**YOUR OBJECTIVE:**
Please restate, word for word, the lines below that begin at the one with "if let Some(marker)" and end at the one with "pub struct CallerView<'t>". Leave out all other lines.

**DATA PROVIDED:**
···
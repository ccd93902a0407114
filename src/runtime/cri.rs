use std::collections::HashMap;
use std::path::PathBuf;
use async_trait::async_trait;
use k8s_cri::v1alpha2::runtime_service_client::RuntimeServiceClient;
use k8s_cri::v1alpha2::{
    ContainerState, ContainerStatusRequest, ListContainersRequest,
    ListPodSandboxRequest, PodSandboxState, PodSandboxStatusRequest,
};
use log::debug;
use serde::Deserialize;
use tokio::net::UnixStream;
use tonic::Request;
use tonic::metadata::MetadataValue;
use tonic::transport::{Channel, Endpoint, Uri};
use tower::service_fn;
use crate::error::{Error, Result};
use super::{KIND_CONTAINER, KIND_LABEL, KIND_SANDBOX, Labels, Runtime, RuntimeClient, Task};

pub const DEFAULT_ENDPOINT: &str = "/run/containerd/containerd.sock";

const NAMESPACE_HEADER: &str = "containerd-namespace";

/// containerd's CRI service on a unix socket.
#[derive(Clone, Debug)]
pub struct CriRuntime {
    socket: PathBuf,
}

pub struct CriClient {
    client:    RuntimeServiceClient<Channel>,
    endpoint:  String,
    namespace: String,
    entries:   HashMap<String, Entry>,
}

#[derive(Copy, Clone, Debug, Eq, PartialEq)]
enum Kind {
    Sandbox,
    Container,
}

struct Entry {
    kind:   Kind,
    labels: Labels,
}

#[derive(Deserialize)]
struct Info {
    #[serde(default)]
    pid: u32,
}

impl CriRuntime {
    pub fn new(socket: impl Into<PathBuf>) -> Self {
        Self { socket: socket.into() }
    }
}

impl Default for CriRuntime {
    fn default() -> Self {
        Self::new(DEFAULT_ENDPOINT)
    }
}

#[async_trait]
impl Runtime for CriRuntime {
    type Client = CriClient;

    fn endpoint(&self) -> String {
        self.socket.display().to_string()
    }

    async fn connect(&self) -> Result<CriClient> {
        let path = self.socket.clone();

        // the authority is ignored, every connection goes to the socket
        let channel = Endpoint::from_static("http://[::]:50051")
            .connect_with_connector(service_fn(move |_: Uri| {
                UnixStream::connect(path.clone())
            }))
            .await
            .map_err(|e| Error::unavailable(self.endpoint(), e))?;

        debug!("connected to {}", self.endpoint());

        Ok(CriClient {
            client:    RuntimeServiceClient::new(channel),
            endpoint:  self.endpoint(),
            namespace: String::new(),
            entries:   HashMap::new(),
        })
    }
}

impl CriClient {
    fn request<T>(&self, message: T) -> Request<T> {
        let mut request = Request::new(message);
        if let Ok(value) = MetadataValue::try_from_bytes(self.namespace.as_bytes()) {
            request.metadata_mut().insert(NAMESPACE_HEADER, value);
        }
        request
    }

    fn kind(&self, id: &str) -> Result<Kind> {
        match self.entries.get(id) {
            Some(entry) => Ok(entry.kind),
            None        => Err(Error::lookup(id, "not listed by the runtime")),
        }
    }
}

#[async_trait]
impl RuntimeClient for CriClient {
    async fn containers(&mut self, namespace: &str) -> Result<Vec<String>> {
        self.namespace = namespace.to_owned();
        self.entries.clear();

        let request   = self.request(ListPodSandboxRequest::default());
        let sandboxes = self.client.list_pod_sandbox(request).await.map_err(|e| {
            Error::unavailable(self.endpoint.clone(), e)
        })?.into_inner().items;

        let request    = self.request(ListContainersRequest::default());
        let containers = self.client.list_containers(request).await.map_err(|e| {
            Error::unavailable(self.endpoint.clone(), e)
        })?.into_inner().containers;

        let mut ids = Vec::with_capacity(sandboxes.len() + containers.len());

        for s in sandboxes {
            ids.push(s.id.clone());
            self.entries.insert(s.id, Entry { kind: Kind::Sandbox, labels: s.labels });
        }

        for c in containers {
            ids.push(c.id.clone());
            self.entries.insert(c.id, Entry { kind: Kind::Container, labels: c.labels });
        }

        Ok(ids)
    }

    async fn task(&mut self, id: &str) -> Result<Task> {
        let (running, info) = match self.kind(id)? {
            Kind::Container => {
                let request = self.request(ContainerStatusRequest {
                    container_id: id.to_owned(),
                    verbose:      true,
                    ..Default::default()
                });
                let response = self.client.container_status(request).await.map_err(|e| {
                    Error::lookup(id, e)
                })?.into_inner();
                let running = response.status.map_or(false, |s| {
                    s.state == ContainerState::ContainerRunning as i32
                });
                (running, response.info)
            }
            Kind::Sandbox => {
                let request = self.request(PodSandboxStatusRequest {
                    pod_sandbox_id: id.to_owned(),
                    verbose:        true,
                    ..Default::default()
                });
                let response = self.client.pod_sandbox_status(request).await.map_err(|e| {
                    Error::lookup(id, e)
                })?.into_inner();
                let running = response.status.map_or(false, |s| {
                    s.state == PodSandboxState::SandboxReady as i32
                });
                (running, response.info)
            }
        };

        if !running {
            return Err(Error::lookup(id, "no running task"));
        }

        pid(id, &info)
    }

    async fn labels(&mut self, id: &str) -> Result<Labels> {
        let entry = self.entries.get(id).ok_or_else(|| {
            Error::lookup(id, "not listed by the runtime")
        })?;

        let kind = match entry.kind {
            Kind::Container => KIND_CONTAINER,
            Kind::Sandbox   => KIND_SANDBOX,
        };

        let mut labels = entry.labels.clone();
        labels.insert(KIND_LABEL.to_owned(), kind.to_owned());

        Ok(labels)
    }
}

/// Extracts the task pid from the verbose status `info` document.
fn pid(id: &str, info: &HashMap<String, String>) -> Result<Task> {
    let json = info.get("info").ok_or_else(|| {
        Error::lookup(id, "verbose status carries no info")
    })?;

    let info = serde_json::from_str::<Info>(json).map_err(|e| Error::lookup(id, e))?;

    Ok(Task { pid: info.pid })
}
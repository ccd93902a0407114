pub mod aggregate;
pub mod collect;
pub mod config;
pub mod data;
pub mod error;
pub mod expose;
pub mod resolve;
pub mod runtime;
pub mod table;

pub use error::{Error, Result};
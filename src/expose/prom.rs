use log::trace;
use parking_lot::Mutex;
use prometheus::{Encoder, GaugeVec, Opts, Registry, TextEncoder};
use crate::data::MetricSeries;
use crate::error::Result;

pub const NAME: &str = "pod_connect_info";
pub const HELP: &str = "Status of pod network connections (established, listening, etc.)";

pub const LABELS: [&str; 7] = [
    "remote_addr",
    "remote_port",
    "status",
    "pod_name",
    "pod_namespace",
    "container",
    "node",
];

pub const CONTENT_TYPE: &str = prometheus::TEXT_FORMAT;

/// Holds the last scrape's `pod_connect_info` series. Rendering replaces
/// them wholesale, so concurrent scrapes take turns on the lock.
pub struct Exposition {
    registry: Registry,
    gauge:    GaugeVec,
    lock:     Mutex<()>,
}

impl Exposition {
    pub fn new() -> Result<Self> {
        let registry = Registry::new();
        let gauge    = GaugeVec::new(Opts::new(NAME, HELP), &LABELS)?;
        registry.register(Box::new(gauge.clone()))?;
        let lock = Mutex::new(());
        Ok(Self { registry, gauge, lock })
    }

    pub fn render(&self, series: &[MetricSeries]) -> Result<String> {
        let _guard = self.lock.lock();

        self.gauge.reset();

        for s in series {
            let gauge = self.gauge.get_metric_with_label_values(&s.label_values())?;
            gauge.set(s.value as f64);
        }

        let families = self.registry.gather();

        let mut buf = Vec::new();
        TextEncoder::new().encode(&families, &mut buf)?;

        trace!("rendered {} series into {} bytes", series.len(), buf.len());

        String::from_utf8(buf).map_err(|e| {
            prometheus::Error::Msg(e.to_string()).into()
        })
    }
}

#[cfg(test)]
mod tests {
    use super::*;

    fn series(addr: &str, port: &str, status: &str, value: u64) -> MetricSeries {
        MetricSeries {
            remote_addr:   addr.to_owned(),
            remote_port:   port.to_owned(),
            status:        status.to_owned(),
            pod_name:      "web-0".to_owned(),
            pod_namespace: "default".to_owned(),
            container:     "web".to_owned(),
            node:          "node-1".to_owned(),
            value,
        }
    }

    #[test]
    fn renders_gauge_with_labels() {
        let exposition = Exposition::new().unwrap();
        let text = exposition.render(&[series("1.2.3.4", "443", "ESTABLISHED", 2)]).unwrap();

        assert!(text.contains("# TYPE pod_connect_info gauge"));
        assert!(text.contains(&format!("# HELP pod_connect_info {}", HELP)));
        assert!(text.contains(
            "pod_connect_info{container=\"web\",node=\"node-1\",pod_name=\"web-0\",\
             pod_namespace=\"default\",remote_addr=\"1.2.3.4\",remote_port=\"443\",\
             status=\"ESTABLISHED\"} 2"
        ));
    }

    #[test]
    fn render_replaces_previous_scrape() {
        let exposition = Exposition::new().unwrap();
        exposition.render(&[series("1.2.3.4", "443", "ESTABLISHED", 2)]).unwrap();

        let text = exposition.render(&[series("5.6.7.8", "80", "TIME_WAIT", 1)]).unwrap();

        assert!(!text.contains("1.2.3.4"));
        assert!(text.contains("remote_addr=\"5.6.7.8\""));
    }

    #[test]
    fn empty_scrape_renders_no_samples() {
        let exposition = Exposition::new().unwrap();
        exposition.render(&[series("1.2.3.4", "443", "ESTABLISHED", 2)]).unwrap();

        let text = exposition.render(&[]).unwrap();

        assert!(!text.contains("pod_connect_info{"));
    }
}
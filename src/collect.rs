use std::time::Instant;
use async_trait::async_trait;
use log::{debug, warn};
use tokio::task;
use crate::aggregate::aggregate;
use crate::data::MetricSeries;
use crate::resolve::Resolver;
use crate::runtime::Runtime;
use crate::table::TableReader;

pub const UNKNOWN_NODE: &str = "unknown";

/// A pull source of metric series, recomputed from scratch on each call.
#[async_trait]
pub trait ConnectionSource: Send + Sync {
    async fn collect(&self) -> Vec<MetricSeries>;
}

pub struct Collector<R> {
    resolver: Resolver<R>,
    reader:   TableReader,
    node:     String,
}

impl<R: Runtime> Collector<R> {
    pub fn new(resolver: Resolver<R>, reader: TableReader, node: impl Into<String>) -> Self {
        Self {
            resolver,
            reader,
            node:     node.into(),
        }
    }
}

#[async_trait]
impl<R: Runtime> ConnectionSource for Collector<R> {
    async fn collect(&self) -> Vec<MetricSeries> {
        let start = Instant::now();

        let containers = match self.resolver.resolve().await {
            Ok(containers) => containers,
            Err(e)         => {
                warn!("listing containers failed: {}", e);
                return Vec::new();
            }
        };

        let mut series = Vec::new();

        for c in &containers {
            let reader = self.reader.clone();
            let pid    = c.pid;

            let stats = task::spawn_blocking(move || {
                reader.read(pid).map(|records| aggregate(&records))
            }).await;

            let stats = match stats {
                Ok(Ok(stats)) => stats,
                Ok(Err(e))    => {
                    warn!("skipping {}/{}/{} (pid {}): {}",
                          c.pod_namespace, c.pod_name, c.container, c.pid, e);
                    continue;
                }
                Err(e)        => {
                    warn!("reading pid {} failed: {}", c.pid, e);
                    continue;
                }
            };

            series.extend(stats.iter().map(|s| MetricSeries::new(s, c, &self.node)));
        }

        debug!("collected {} series from {} containers in {:?}",
               series.len(), containers.len(), start.elapsed());

        series
    }
}
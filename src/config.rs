use std::env;
use std::net::{Ipv4Addr, SocketAddr};
use std::path::PathBuf;
use gumdrop::Options;
use crate::collect::UNKNOWN_NODE;
use crate::runtime::DEFAULT_NAMESPACE;
use crate::runtime::cri::DEFAULT_ENDPOINT;
use crate::table::DEFAULT_ROOT;

pub const PROC_PATH_ENV: &str = "PROC_PATH";
pub const NODE_NAME_ENV: &str = "NODE_NAME";

#[derive(Debug, Options)]
pub struct Args {
    #[options(help = "print help message")]
    pub help: bool,
    #[options(no_short, help = "print version and exit")]
    pub version: bool,
    #[options(default = "28880", help = "exporter listen port")]
    pub port: u16,
    #[options(no_short, default = "/run/containerd/containerd.sock", help = "container runtime socket")]
    pub runtime_endpoint: String,
    #[options(default = "k8s.io", help = "container runtime namespace")]
    pub namespace: String,
    #[options(no_short, help = "proc filesystem root, overrides $PROC_PATH")]
    pub proc_root: Option<String>,
    #[options(count, help = "more logging, repeat for trace")]
    pub verbose: u32,
}

#[derive(Clone, Debug, Eq, PartialEq)]
pub struct Config {
    pub listen:    SocketAddr,
    pub endpoint:  PathBuf,
    pub namespace: String,
    pub proc_root: PathBuf,
    pub node:      String,
}

impl Config {
    pub fn new(args: &Args) -> Self {
        Self::with_env(args, |name| env::var(name).ok())
    }

    pub fn with_env<F: Fn(&str) -> Option<String>>(args: &Args, env: F) -> Self {
        let env = |name: &str| env(name).filter(|v| !v.is_empty());

        let proc_root = args.proc_root.clone().or_else(|| env(PROC_PATH_ENV));
        let node      = env(NODE_NAME_ENV).unwrap_or_else(|| UNKNOWN_NODE.to_owned());

        Self {
            listen:    SocketAddr::from((Ipv4Addr::UNSPECIFIED, args.port)),
            endpoint:  PathBuf::from(&args.runtime_endpoint),
            namespace: args.namespace.clone(),
            proc_root: PathBuf::from(proc_root.unwrap_or_else(|| DEFAULT_ROOT.to_owned())),
            node,
        }
    }

    pub fn custom_proc_root(&self) -> bool {
        self.proc_root != PathBuf::from(DEFAULT_ROOT)
    }
}

impl Default for Config {
    fn default() -> Self {
        Self {
            listen:    SocketAddr::from((Ipv4Addr::UNSPECIFIED, 28880)),
            endpoint:  PathBuf::from(DEFAULT_ENDPOINT),
            namespace: DEFAULT_NAMESPACE.to_owned(),
            proc_root: PathBuf::from(DEFAULT_ROOT),
            node:      UNKNOWN_NODE.to_owned(),
        }
    }
}
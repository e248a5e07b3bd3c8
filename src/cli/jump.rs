//! Jump command implementation
//!
//! Prints the definition (default) or declaration of the selected symbol,
//! falling back to the other when only one is known. When the selection was
//! given as a path inside a local checkout, the target is printed as a path
//! in that checkout.
//!
//! @module cli/jump

use clap::Args;

use super::{local_display, output_format, SelectionArgs};
use crate::core::config::Config;
use crate::core::error::Result;
use crate::output::create_formatter;
use crate::xrefs::XrefSession;

/// Arguments for the jump command
#[derive(Args, Debug)]
pub struct JumpArgs {
    #[command(flatten)]
    pub selection: SelectionArgs,

    /// Prefer the declaration over the definition
    #[arg(short, long)]
    pub declaration: bool,

    /// JSON output
    #[arg(long)]
    pub json: bool,
}

/// Run the jump command
pub fn run(args: JumpArgs, config: &Config) -> Result<()> {
    let index = args.selection.open_index(config)?;
    let (selection, checkout) = args.selection.selection();
    let session = XrefSession::open(index.as_ref(), &config.graph, selection)?;

    let target = if args.declaration {
        session.jump_to_declaration()
    } else {
        session.jump_to_definition()
    };

    if let (Some(location), Some(_), false) = (&target, &checkout, args.json) {
        println!("{}:{}", local_display(checkout.as_ref(), &location.file), location.line);
        return Ok(());
    }

    let formatter = create_formatter(output_format(args.json));
    print!("{}", formatter.format_jump(&session, target.as_ref()));
    Ok(())
}
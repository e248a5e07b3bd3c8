//! Output formatters for sessions
//!
//! Formats a session for the terminal:
//! - Plain: indented caller tree and grouped reference listing
//! - JSON: the same view for tooling
//!
//! Both honor the session's test filter.
//!
//! @module output

pub mod json;
pub mod plain;

use serde::Serialize;

use crate::index::{Edge, SourceLocation};
use crate::xrefs::{CallGraphNode, GraphTree, TreePath, XrefSession};

pub use json::JsonFormatter;
pub use plain::PlainFormatter;

// =============================================================================
// TYPES
// =============================================================================

/// Output format selection
#[derive(Debug, Clone, Copy, PartialEq, Eq, Default)]
pub enum OutputFormat {
    /// Indented text
    #[default]
    Plain,
    /// JSON for machine consumption
    Json,
}

/// Formats session views
pub trait SessionFormatter {
    /// Caller tree, then references and overrides
    fn format_callers(&self, session: &XrefSession<'_>) -> String;

    /// Definition, declaration, overrides and references
    fn format_xrefs(&self, session: &XrefSession<'_>) -> String;

    /// Jump target of the selection
    fn format_jump(&self, session: &XrefSession<'_>, target: Option<&SourceLocation>) -> String;
}

/// Create a formatter for the given format
pub fn create_formatter(format: OutputFormat) -> Box<dyn SessionFormatter> {
    match format {
        OutputFormat::Plain => Box::new(PlainFormatter::new()),
        OutputFormat::Json => Box::new(JsonFormatter::new()),
    }
}

// =============================================================================
// SHARED VIEWS
// =============================================================================

/// References in one file, in listing order
#[derive(Debug, Clone, Serialize)]
pub struct FileGroup<'e> {
    pub file: &'e str,
    pub edges: Vec<&'e Edge>,
}

/// Group consecutive edges by file. When `hide_marker` is set, edges whose
/// file path contains it (case-insensitive) are skipped.
pub fn group_by_file<'e>(
    edges: impl IntoIterator<Item = &'e Edge>,
    hide_marker: Option<&str>,
) -> Vec<FileGroup<'e>> {
    let marker = hide_marker
        .filter(|m| !m.is_empty())
        .map(str::to_lowercase);
    let mut groups: Vec<FileGroup<'e>> = Vec::new();

    for edge in edges {
        if let Some(marker) = &marker {
            if edge.file.to_lowercase().contains(marker) {
                continue;
            }
        }
        match groups.last_mut() {
            Some(group) if group.file == edge.file => group.edges.push(edge),
            _ => groups.push(FileGroup {
                file: &edge.file,
                edges: vec![edge],
            }),
        }
    }

    groups
}

/// Visible caller with its visible children
#[derive(Debug, Clone, Serialize)]
pub struct CallerView<'t> {
    pub path: String,
    pub display_name: &'t str,
    pub file: &'t str,
    pub line: u32,
    pub col: u32,
    pub snippet: &'t str,
    pub calling_signature: &'t str,
    #[serde(skip_serializing_if = "Option::is_none")]
    pub children: Option<Vec<CallerView<'t>>>,
}

/// Visible part of the caller tree, nested
pub fn caller_views(tree: &GraphTree) -> Vec<CallerView<'_>> {
    views_for(tree, tree.roots(), &TreePath::default())
}

fn views_for<'t>(
    tree: &'t GraphTree,
    level: &'t [CallGraphNode],
    parent: &TreePath,
) -> Vec<CallerView<'t>> {
    level
        .iter()
        .enumerate()
        .filter(|(_, node)| !tree.is_hidden(node))
        .map(|(index, node)| {
            let path = parent.child(index);
            CallerView {
                path: path.to_string(),
                display_name: &node.display_name,
                file: &node.filename,
                line: node.line,
                col: node.col,
                snippet: &node.snippet_text,
                calling_signature: node.calling_signature.as_str(),
                children: node
                    .children
                    .as_ref()
                    .map(|children| views_for(tree, children, &path)),
            }
        })
        .collect()
}

#[cfg(test)]
mod tests {
    use super::*;
    use crate::index::EdgeKind;

    fn reference(file: &str, line: u32) -> Edge {
        Edge::new("cpp:Foo", EdgeKind::Reference, file, line, "Foo();")
    }

    #[test]
    fn test_group_consecutive_files() {
        let edges = vec![
            reference("a.cc", 1),
            reference("a.cc", 5),
            reference("b.cc", 2),
            reference("a.cc", 9),
        ];
        let groups = group_by_file(&edges, None);
        let files: Vec<_> = groups.iter().map(|g| (g.file, g.edges.len())).collect();
        assert_eq!(files, vec![("a.cc", 2), ("b.cc", 1), ("a.cc", 1)]);
    }

    #[test]
    fn test_group_hides_test_files() {
        let edges = vec![
            reference("a.cc", 1),
            reference("a_unitTest.cc", 5),
            reference("a.cc", 9),
        ];
        let groups = group_by_file(&edges, Some("test"));
        assert_eq!(groups.len(), 1);
        assert_eq!(groups[0].edges.len(), 2);
    }
}
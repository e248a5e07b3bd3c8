//! Symbol Resolver
//!
//! Maps an editor selection to a signature. Passes, in order:
//! 1. an annotation whose range holds the selection wins outright
//! 2. otherwise the nearest annotation within a few lines of the selection
//! 3. otherwise any annotation in the file whose signature names the word
//!    as a function (`word(`), member (`::word`) or class (`class-word`)
//! 4. otherwise the nearest annotation at any distance
//! 5. otherwise the first index-wide symbol search hit
//!
//! Only annotations whose text or signature contains the selected word are
//! candidates.
//!
//! @module xrefs/resolver

use serde::{Deserialize, Serialize};
use tracing::debug;

use super::context::SessionContext;
use crate::core::error::{Error, Result};
use crate::index::{Annotation, Signature, SourceLocation};

/// Line distance within which a nearby annotation is accepted
pub const NEAREST_LINE_WINDOW: u32 = 10;

// =============================================================================
// SELECTION
// =============================================================================

/// Identifier picked in an editor
#[derive(Debug, Clone, PartialEq, Eq, Serialize, Deserialize)]
pub struct Selection {
    /// Index-relative file
    pub file: String,
    pub line: u32,
    pub column: u32,
    /// Selected word
    pub text: String,
}

impl Selection {
    pub fn new(file: impl Into<String>, line: u32, column: u32, text: impl Into<String>) -> Self {
        Self {
            file: file.into(),
            line,
            column,
            text: text.into(),
        }
    }

    /// Pull a preceding `:` or `~` into the word, so `~Foo` and `::Foo`
    /// select the destructor and the qualified name.
    pub fn widen(mut self, preceding: Option<char>) -> Self {
        if let Some(c @ (':' | '~')) = preceding {
            self.text.insert(0, c);
            self.column = self.column.saturating_sub(1);
        }
        self
    }

    pub fn location(&self) -> SourceLocation {
        SourceLocation::new(self.file.clone(), self.line, self.column)
    }
}

// =============================================================================
// RESOLUTION
// =============================================================================

/// Resolve `selection` to a signature, or `NotFound` naming the text
pub fn resolve(ctx: &SessionContext<'_>, selection: &Selection) -> Result<Signature> {
    let word = selection.text.as_str();
    if word.is_empty() {
        return Err(Error::NotFound {
            text: String::new(),
        });
    }

    let annotations = ctx.annotations(&selection.file);
    if let Some(signature) = resolve_in(&annotations, selection) {
        debug!("Resolved {} to {} from annotations", word, signature);
        return Ok(signature);
    }

    if let Some(signature) = ctx.search_symbols(word).into_iter().next() {
        debug!("Resolved {} to {} by symbol search", word, signature);
        return Ok(signature);
    }

    Err(Error::NotFound {
        text: word.to_string(),
    })
}

/// Annotation passes (1-4) over one file
pub fn resolve_in(annotations: &[Annotation], selection: &Selection) -> Option<Signature> {
    let word = selection.text.as_str();
    let candidates: Vec<(&Annotation, &Signature)> = annotations
        .iter()
        .filter_map(|a| a.signature.as_ref().map(|s| (a, s)))
        .filter(|(a, s)| a.text.contains(word) || s.as_str().contains(word))
        .collect();

    if let Some((_, signature)) = candidates
        .iter()
        .find(|(a, _)| a.range.contains(selection.line, selection.column))
    {
        return Some((*signature).clone());
    }

    // min_by_key keeps the first of equal distances
    let nearest = candidates
        .iter()
        .map(|(a, s)| (a.start_line().abs_diff(selection.line), *s))
        .filter(|(distance, _)| *distance < NEAREST_LINE_WINDOW)
        .min_by_key(|(distance, _)| *distance);
    if let Some((_, signature)) = nearest {
        return Some(signature.clone());
    }

    let call = format!("{}(", word);
    let member = format!("::{}", word);
    let class = format!("class-{}", word);
    if let Some(signature) = candidates.iter().map(|(_, s)| *s).find(|s| {
        let s = s.as_str();
        s.contains(&call) || s.contains(&member) || s.contains(&class)
    }) {
        return Some(signature.clone());
    }

    candidates
        .iter()
        .min_by_key(|(a, _)| a.start_line().abs_diff(selection.line))
        .map(|(_, s)| (*s).clone())
}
···
**EXERCISE RESULT:**
        if let Some(marker) = &marker {
            if edge.file.to_lowercase().contains(marker) {
                continue;
            }
        }
        match groups.last_mut() {
            Some(group) if group.file == edge.file => group.edges.push(edge),
            _ => groups.push(FileGroup {
                file: &edge.file,
                edges: vec![edge],
            }),
        }
    }

    groups
}

/// Visible caller with its visible children
#[derive(Debug, Clone, Serialize)]
pub struct CallerView<'t> {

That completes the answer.